FTH1 protects against osteoarthritis by inhibits ECM degradation via the MAPK pathway

Abstract Ferritin heavy chain 1, which FTH codes, is an important subunit of ferro-storing proteins and is indispensable in iron metabolism. It has been extensively researched in numerous organs and illnesses. Nevertheless, the relationship between FTH1 and osteoarthritis (OA) remains unclear. Here, we highlighted the significance of FTH1 in the pathophysiology of OA and identified it as a critical mediator of chondrocyte senescence and extracellular matrix(ECM) degradation. We discovered that FTH1 expression was downregulated in OA patients as well as mice after destabilized medial meniscus surgery (DMM).

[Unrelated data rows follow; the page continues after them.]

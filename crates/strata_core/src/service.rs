//! CacheService - the single owner of every store and collection.
//!
//! The service holds the shared [`StoreEnv`] (config, event bus, context
//! registry) and the [`StoreRegistry`]. Collections are built lazily per chain
//! and handed out as `Arc`s; asking twice for the same chain returns the same
//! collection.

use std::path::Path;
use std::sync::Arc;

use dashmap::DashMap;
use tokio::sync::broadcast;
use tracing::{debug, info};

use crate::collection::Collection;
use crate::collections::{ABIS, AbisCollection, NAMES, NamesCollection};
use crate::config::CacheConfig;
use crate::error::{CacheError, ConfigError, Result};
use crate::event::StoreEvent;
use crate::registry::{StoreRegistry, StoreSummary};
use crate::sdk::{AbisSdk, NamesSdk};
use crate::store::StoreEnv;

#[derive(Debug)]
pub struct CacheService {
    env: StoreEnv,
    stores: StoreRegistry,
    abis_sdk: Option<Arc<dyn AbisSdk>>,
    names_sdk: Option<Arc<dyn NamesSdk>>,
    abis: DashMap<String, Arc<AbisCollection>>,
    names: DashMap<String, Arc<NamesCollection>>,
}

impl CacheService {
    pub fn builder() -> CacheServiceBuilder {
        CacheServiceBuilder::new()
    }

    pub fn config(&self) -> &CacheConfig {
        &self.env.config
    }

    pub fn env(&self) -> &StoreEnv {
        &self.env
    }

    pub fn stores(&self) -> &StoreRegistry {
        &self.stores
    }

    /// Progress and status notifications from every store
    pub fn subscribe(&self) -> broadcast::Receiver<StoreEvent> {
        self.env.events.subscribe()
    }

    /// Collection names available with the configured SDKs
    pub fn collections(&self) -> Vec<String> {
        let mut available = Vec::new();
        if self.abis_sdk.is_some() {
            available.push(ABIS.to_string());
        }
        if self.names_sdk.is_some() {
            available.push(NAMES.to_string());
        }
        available
    }

    pub fn abis(&self, chain: &str) -> Result<Arc<AbisCollection>> {
        if let Some(existing) = self.abis.get(chain) {
            return Ok(Arc::clone(existing.value()));
        }
        let sdk = self
            .abis_sdk
            .as_ref()
            .ok_or_else(|| missing_sdk("abis_sdk"))?;
        let collection = Arc::new(AbisCollection::new(
            chain,
            Arc::clone(sdk),
            &self.stores,
            &self.env,
        )?);
        debug!("Built {} collection for {}", ABIS, chain);
        let entry = self.abis.entry(chain.to_string()).or_insert(collection);
        Ok(Arc::clone(entry.value()))
    }

    pub fn names(&self, chain: &str) -> Result<Arc<NamesCollection>> {
        if let Some(existing) = self.names.get(chain) {
            return Ok(Arc::clone(existing.value()));
        }
        let sdk = self
            .names_sdk
            .as_ref()
            .ok_or_else(|| missing_sdk("names_sdk"))?;
        let collection = Arc::new(NamesCollection::new(
            chain,
            Arc::clone(sdk),
            &self.stores,
            &self.env,
        )?);
        debug!("Built {} collection for {}", NAMES, chain);
        let entry = self.names.entry(chain.to_string()).or_insert(collection);
        Ok(Arc::clone(entry.value()))
    }

    /// Look a collection up by the name the API layer uses
    pub fn collection(&self, name: &str, chain: &str) -> Result<Arc<dyn Collection>> {
        match name {
            ABIS if self.abis_sdk.is_some() => Ok(self.abis(chain)? as Arc<dyn Collection>),
            NAMES if self.names_sdk.is_some() => Ok(self.names(chain)? as Arc<dyn Collection>),
            _ => Err(CacheError::unknown_collection(name, self.collections())),
        }
    }

    /// Reset every store of one collection across all chains
    pub fn reset_collection(&self, name: &str) -> usize {
        let reset = self.stores.reset_category(name);
        info!("Reset {} {} stores", reset, name);
        reset
    }

    pub fn summaries(&self) -> Vec<StoreSummary> {
        self.stores.summaries()
    }

    /// Cancel every in-flight fetch. Committed data stays readable.
    pub fn shutdown(&self) {
        let cancelled = self.stores.cancel_all();
        self.env.contexts.cancel_all();
        info!("Cache service shut down, cancelled {} fetches", cancelled);
    }
}

fn missing_sdk(field: &str) -> CacheError {
    CacheError::config(field, ConfigError::MissingField(field.to_string()))
}

/// Builder for [`CacheService`]. Every field is optional; a service without
/// an SDK simply does not offer the matching collection.
#[derive(Debug, Default)]
pub struct CacheServiceBuilder {
    config: Option<CacheConfig>,
    abis_sdk: Option<Arc<dyn AbisSdk>>,
    names_sdk: Option<Arc<dyn NamesSdk>>,
}

impl CacheServiceBuilder {
    pub fn new() -> Self {
        Self::default()
    }

    /// Set the cache configuration (optional, defaults otherwise)
    pub fn config(mut self, config: CacheConfig) -> Self {
        self.config = Some(config);
        self
    }

    /// Load the cache configuration from a TOML file
    pub fn config_file(mut self, path: &Path) -> Result<Self> {
        let config = CacheConfig::load(path).map_err(|e| CacheError::config("config_file", e))?;
        self.config = Some(config);
        Ok(self)
    }

    pub fn abis_sdk(mut self, sdk: Arc<dyn AbisSdk>) -> Self {
        self.abis_sdk = Some(sdk);
        self
    }

    pub fn names_sdk(mut self, sdk: Arc<dyn NamesSdk>) -> Self {
        self.names_sdk = Some(sdk);
        self
    }

    /// Validate the configuration and build the service
    pub fn build(self) -> Result<CacheService> {
        let config = self.config.unwrap_or_default();
        config
            .validate()
            .map_err(|e| CacheError::config("cache", e))?;
        Ok(CacheService {
            env: StoreEnv::new(config),
            stores: StoreRegistry::new(),
            abis_sdk: self.abis_sdk,
            names_sdk: self.names_sdk,
            abis: DashMap::new(),
            names: DashMap::new(),
        })
    }
}
//! End-to-end loading scenarios through CacheService and the ABIs collection.
//!
//! A scripted SDK releases list items one permit at a time so each test can
//! observe the cache mid-stream.

use std::sync::Arc;
use std::sync::atomic::{AtomicUsize, Ordering};
use std::time::Duration;

use async_trait::async_trait;
use pretty_assertions::assert_eq;
use strata_core::sdk::SdkError;
use strata_core::{
    Abi, AbisCollection, AbisSdk, CacheConfig, CacheError, CacheService, Collection, Function,
    LoadState, SortSpec, SourceError, StoreEvent, StreamContext,
};
use tokio::sync::Semaphore;
use tokio_test::{assert_err, assert_ok};

#[derive(Debug)]
struct ScriptedAbis {
    abis: Vec<Abi>,
    gate: Semaphore,
    failure: Option<String>,
    list_calls: AtomicUsize,
}

impl ScriptedAbis {
    fn new(count: usize) -> Self {
        let abis = (0..count)
            .map(|i| Abi {
                address: format!("0x{i:040x}"),
                name: format!("Contract{i}"),
                is_known: i % 3 == 0,
                ..Default::default()
            })
            .collect();
        Self {
            abis,
            gate: Semaphore::new(0),
            failure: None,
            list_calls: AtomicUsize::new(0),
        }
    }

    fn failing(mut self, message: &str) -> Self {
        self.failure = Some(message.to_string());
        self
    }

    fn release(&self, n: usize) {
        self.gate.add_permits(n);
    }

    fn calls(&self) -> usize {
        self.list_calls.load(Ordering::SeqCst)
    }
}

#[async_trait]
impl AbisSdk for ScriptedAbis {
    async fn list_abis(&self, _chain: &str, ctx: StreamContext<Abi>) {
        self.list_calls.fetch_add(1, Ordering::SeqCst);
        for abi in &self.abis {
            tokio::select! {
                biased;
                _ = ctx.cancelled() => return,
                permit = self.gate.acquire() => match permit {
                    Ok(permit) => permit.forget(),
                    Err(_) => return,
                },
            }
            if !ctx.send(abi.clone()).await {
                return;
            }
        }
        if let Some(message) = &self.failure {
            ctx.fail(message.clone()).await;
        }
    }

    async fn count_abis(&self, _chain: &str) -> Option<usize> {
        Some(self.abis.len())
    }

    async fn abi_details(&self, _chain: &str, _ctx: StreamContext<Function>) {}

    async fn remove_abi(&self, _chain: &str, _address: &str) -> Result<(), SdkError> {
        Ok(())
    }
}

fn setup(
    sdk: ScriptedAbis,
    config: CacheConfig,
) -> (CacheService, Arc<AbisCollection>, Arc<ScriptedAbis>) {
    let sdk = Arc::new(sdk);
    let service = CacheService::builder()
        .config(config)
        .abis_sdk(Arc::clone(&sdk) as Arc<dyn AbisSdk>)
        .build()
        .unwrap();
    let abis = service.abis("mainnet").unwrap();
    (service, abis, sdk)
}

async fn wait_until(condition: impl Fn() -> bool) {
    let deadline = tokio::time::Instant::now() + Duration::from_secs(5);
    while !condition() {
        assert!(
            tokio::time::Instant::now() < deadline,
            "condition not met within 5s"
        );
        tokio::time::sleep(Duration::from_millis(5)).await;
    }
}

fn everything(abis: &AbisCollection) -> usize {
    ["downloaded", "known"]
        .iter()
        .map(|facet| {
            abis.get_page(facet, 0, 1000, &SortSpec::default(), "")
                .map(|page| page.total_items())
                .unwrap_or(0)
        })
        .sum()
}

#[tokio::test]
async fn test_partial_data_is_served_while_streaming() {
    let (_service, abis, sdk) = setup(ScriptedAbis::new(6), CacheConfig::default());

    assert!(assert_ok!(abis.load_data("downloaded")));
    sdk.release(3);
    wait_until(|| everything(&abis) == 3).await;

    let page = assert_ok!(abis.get_page("downloaded", 0, 10, &SortSpec::default(), ""));
    assert!(page.is_fetching());
    assert_eq!(page.state(), LoadState::Loading);
    assert_eq!(page.expected_total(), 6);
    // Contract0 is known; Contract1 and Contract2 are downloaded
    assert_eq!(page.total_items(), 2);

    sdk.release(3);
    wait_until(|| !abis.needs_update("known").unwrap()).await;
    assert_eq!(everything(&abis), 6);
    assert_eq!(sdk.calls(), 1);
}

#[tokio::test]
async fn test_failure_before_any_item_surfaces_on_read() {
    let (_service, abis, sdk) =
        setup(ScriptedAbis::new(0).failing("rpc unreachable"), CacheConfig::default());

    abis.load_data("known").unwrap();
    wait_until(|| {
        abis.get_page("known", 0, 10, &SortSpec::default(), "")
            .is_err()
    })
    .await;

    let err = assert_err!(abis.get_page("downloaded", 0, 10, &SortSpec::default(), ""));
    match &err {
        CacheError::FetchFailed { store, cause, .. } => {
            assert_eq!(store, "abis/mainnet");
            assert_eq!(cause, &SourceError::Upstream("rpc unreachable".to_string()));
        }
        other => panic!("unexpected error: {other:?}"),
    }
    assert!(!err.is_validation());

    // A failed load leaves the store ready for a retry
    assert!(abis.needs_update("known").unwrap());
    assert!(abis.load_data("known").unwrap());
    wait_until(|| sdk.calls() == 2).await;
}

#[tokio::test]
async fn test_unread_failure_is_reported_by_the_next_load() {
    let (service, abis, sdk) =
        setup(ScriptedAbis::new(0).failing("rpc unreachable"), CacheConfig::default());
    let mut events = service.subscribe();

    assert!(assert_ok!(abis.load_data("known")));
    tokio::time::timeout(Duration::from_secs(5), async {
        while !matches!(events.recv().await, Ok(StoreEvent::Status(_))) {}
    })
    .await
    .expect("a status event for the failed load");

    // Nobody read the failure yet, so the load reports it instead of retrying
    let err = assert_err!(abis.load_data("downloaded"));
    assert_eq!(
        err.source_cause(),
        Some(&SourceError::Upstream("rpc unreachable".to_string()))
    );
    assert_eq!(sdk.calls(), 1);

    assert!(assert_ok!(abis.load_data("downloaded")));
    wait_until(|| sdk.calls() == 2).await;
}

#[tokio::test]
async fn test_partial_failure_keeps_data_and_reports_status() {
    let (service, abis, sdk) =
        setup(ScriptedAbis::new(2).failing("connection reset"), CacheConfig::default());
    let mut events = service.subscribe();

    abis.load_data("downloaded").unwrap();
    sdk.release(2);
    wait_until(|| !abis.needs_update("downloaded").unwrap()).await;

    assert_eq!(everything(&abis), 2);

    let mut status = None;
    while let Ok(event) = events.try_recv() {
        if let StoreEvent::Status(event) = event {
            status = Some(event);
        }
    }
    let status = status.expect("a status event for the partial load");
    assert_eq!(status.category, "abis");
    assert_eq!(status.facet, "downloaded");
    assert!(status.message.contains("connection reset"));
}

#[tokio::test]
async fn test_cancel_keeps_committed_items() {
    let (_service, abis, sdk) = setup(ScriptedAbis::new(10), CacheConfig::default());

    abis.load_data("downloaded").unwrap();
    sdk.release(5);
    wait_until(|| everything(&abis) == 5).await;

    assert!(abis.cancel("known").unwrap());
    wait_until(|| !abis.needs_update("downloaded").unwrap()).await;

    assert_eq!(everything(&abis), 5);
    assert!(!abis.cancel("known").unwrap());
    assert!(!abis.load_data("downloaded").unwrap());
}

#[tokio::test]
async fn test_reset_while_loading_restarts_cleanly() {
    let (_service, abis, sdk) = setup(ScriptedAbis::new(3), CacheConfig::default());

    abis.load_data("downloaded").unwrap();
    sdk.release(1);
    wait_until(|| everything(&abis) == 1).await;

    abis.reset("known").unwrap();
    assert_eq!(everything(&abis), 0);
    assert!(abis.needs_update("downloaded").unwrap());

    assert!(abis.load_data("downloaded").unwrap());
    sdk.release(3);
    wait_until(|| !abis.needs_update("downloaded").unwrap()).await;
    assert_eq!(everything(&abis), 3);
    assert_eq!(sdk.calls(), 2);
}

#[tokio::test]
async fn test_progress_events_track_the_load() {
    let (service, abis, sdk) = setup(
        ScriptedAbis::new(3),
        CacheConfig::default().with_refresh_every(1),
    );
    let mut events = service.subscribe();

    abis.load_data("downloaded").unwrap();
    sdk.release(3);
    wait_until(|| !abis.needs_update("downloaded").unwrap()).await;

    let mut progress = Vec::new();
    while let Ok(event) = events.try_recv() {
        if let Some(event) = event.as_progress() {
            progress.push(event.clone());
        }
    }
    assert!(!progress.is_empty());
    assert!(progress.iter().all(|p| p.category == "abis" && p.facet == "downloaded"));
    assert!(progress.windows(2).all(|w| w[0].current <= w[1].current));

    let last = progress.last().unwrap();
    assert!(last.is_loaded);
    assert_eq!(last.current, 3);
    assert_eq!(last.expected, 3);
}

#[tokio::test]
async fn test_out_of_range_pages_are_empty_not_errors() {
    let (_service, abis, sdk) = setup(ScriptedAbis::new(2), CacheConfig::default());
    abis.load_data("known").unwrap();
    sdk.release(2);
    wait_until(|| !abis.needs_update("known").unwrap()).await;

    for (first, size) in [(1_000_000, 10), (-5, 10), (0, 0), (0, -1)] {
        let page = assert_ok!(abis.get_page("downloaded", first, size, &SortSpec::default(), ""));
        assert!(page.is_empty());
        assert_eq!(page.total_items(), 1);
    }
}
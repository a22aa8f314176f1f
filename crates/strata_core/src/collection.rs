//! The uniform surface every cached collection exposes to the API layer.
//!
//! A collection groups one or more stores behind named facets. Facet ids
//! arrive as strings from the views and are parsed into the collection's own
//! facet enum before anything else happens.

use std::fmt::Debug;

use async_trait::async_trait;
use serde::Serialize;
use serde::de::DeserializeOwned;

use crate::error::{CacheError, Result};
use crate::page::{Page, SortSpec};
use crate::store::LoadState;
use crate::types::{Abi, Function, Name};

pub use crate::sdk::CrudOp;

/// A collection's closed set of facets
pub trait FacetId: Copy + Eq + Debug + Send + Sync + 'static {
    const ALL: &'static [Self];

    fn as_str(&self) -> &'static str;

    fn names() -> Vec<String> {
        Self::ALL.iter().map(|f| f.as_str().to_string()).collect()
    }

    /// Case-insensitive lookup by id
    fn parse(collection: &str, id: &str) -> Result<Self> {
        Self::ALL
            .iter()
            .copied()
            .find(|f| f.as_str().eq_ignore_ascii_case(id))
            .ok_or_else(|| CacheError::unknown_facet(collection, id, Self::names()))
    }
}

/// A page of whichever item type the facet serves
#[derive(Debug, Clone, PartialEq, Serialize)]
#[serde(tag = "kind", content = "page", rename_all = "snake_case")]
pub enum CollectionPage {
    Abis(Page<Abi>),
    Functions(Page<Function>),
    Names(Page<Name>),
}

impl CollectionPage {
    pub fn total_items(&self) -> usize {
        match self {
            Self::Abis(page) => page.total_items,
            Self::Functions(page) => page.total_items,
            Self::Names(page) => page.total_items,
        }
    }

    pub fn expected_total(&self) -> usize {
        match self {
            Self::Abis(page) => page.expected_total,
            Self::Functions(page) => page.expected_total,
            Self::Names(page) => page.expected_total,
        }
    }

    pub fn is_fetching(&self) -> bool {
        self.state() == LoadState::Loading
    }

    pub fn state(&self) -> LoadState {
        match self {
            Self::Abis(page) => page.state,
            Self::Functions(page) => page.state,
            Self::Names(page) => page.state,
        }
    }

    pub fn len(&self) -> usize {
        match self {
            Self::Abis(page) => page.len(),
            Self::Functions(page) => page.len(),
            Self::Names(page) => page.len(),
        }
    }

    pub fn is_empty(&self) -> bool {
        self.len() == 0
    }

    pub fn into_abis(self) -> Option<Page<Abi>> {
        match self {
            Self::Abis(page) => Some(page),
            _ => None,
        }
    }

    pub fn into_functions(self) -> Option<Page<Function>> {
        match self {
            Self::Functions(page) => Some(page),
            _ => None,
        }
    }

    pub fn into_names(self) -> Option<Page<Name>> {
        match self {
            Self::Names(page) => Some(page),
            _ => None,
        }
    }
}

#[async_trait]
pub trait Collection: Send + Sync + Debug {
    fn name(&self) -> &str;

    /// Facet ids this collection accepts
    fn facets(&self) -> Vec<String>;

    /// Start loading the store behind `facet`. Returns true when a new fetch
    /// was started, false when one is running or the data is already loaded.
    ///
    /// A previous fetch that failed with no data, and was never reported by a
    /// read, comes back here as `FetchFailed`; calling again retries.
    fn load_data(&self, facet: &str) -> Result<bool>;

    /// Drop the cached data behind `facet`, cancelling any in-flight fetch.
    fn reset(&self, facet: &str) -> Result<()>;

    /// Stop the fetch behind `facet`, keeping what already arrived.
    fn cancel(&self, facet: &str) -> Result<bool>;

    fn needs_update(&self, facet: &str) -> Result<bool>;

    fn get_page(
        &self,
        facet: &str,
        first: i64,
        page_size: i64,
        sort_spec: &SortSpec,
        filter: &str,
    ) -> Result<CollectionPage>;

    /// Apply `op` to `item` through the SDK, then patch the cached data.
    /// `item` is the JSON record sent by the view.
    async fn crud(&self, facet: &str, op: CrudOp, item: serde_json::Value) -> Result<()>;
}

/// Decode a view-supplied record for a CRUD call
pub fn decode_payload<T: DeserializeOwned>(
    collection: &str,
    op: CrudOp,
    item: serde_json::Value,
) -> Result<T> {
    serde_json::from_value(item)
        .map_err(|e| CacheError::invalid_payload(collection, op.as_str(), e))
}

Knocking down of FTH1 caused articular cartilage damage and extracellular matrix degradation in cartilage explants. Furthermore, increased FTH1 expression can lessen the susceptibility of chondrocytes to ferroptosis, and reversed the decreased of SOX9 and aggrecan after DMM surgery in mice. The further study demonstrated that FTH1 relieved osteoarthritis by inhibiting the MAPK pathway in chondrocytes. Our study proved that FTH1 played an essential role in extracellular matrix degradation, ferroptosis and chondrocytes senescence during OA procedure, and intra-injection of adenovirus expressing FTH1 perhaps a viable and potential strategy for OA prevention and therapy.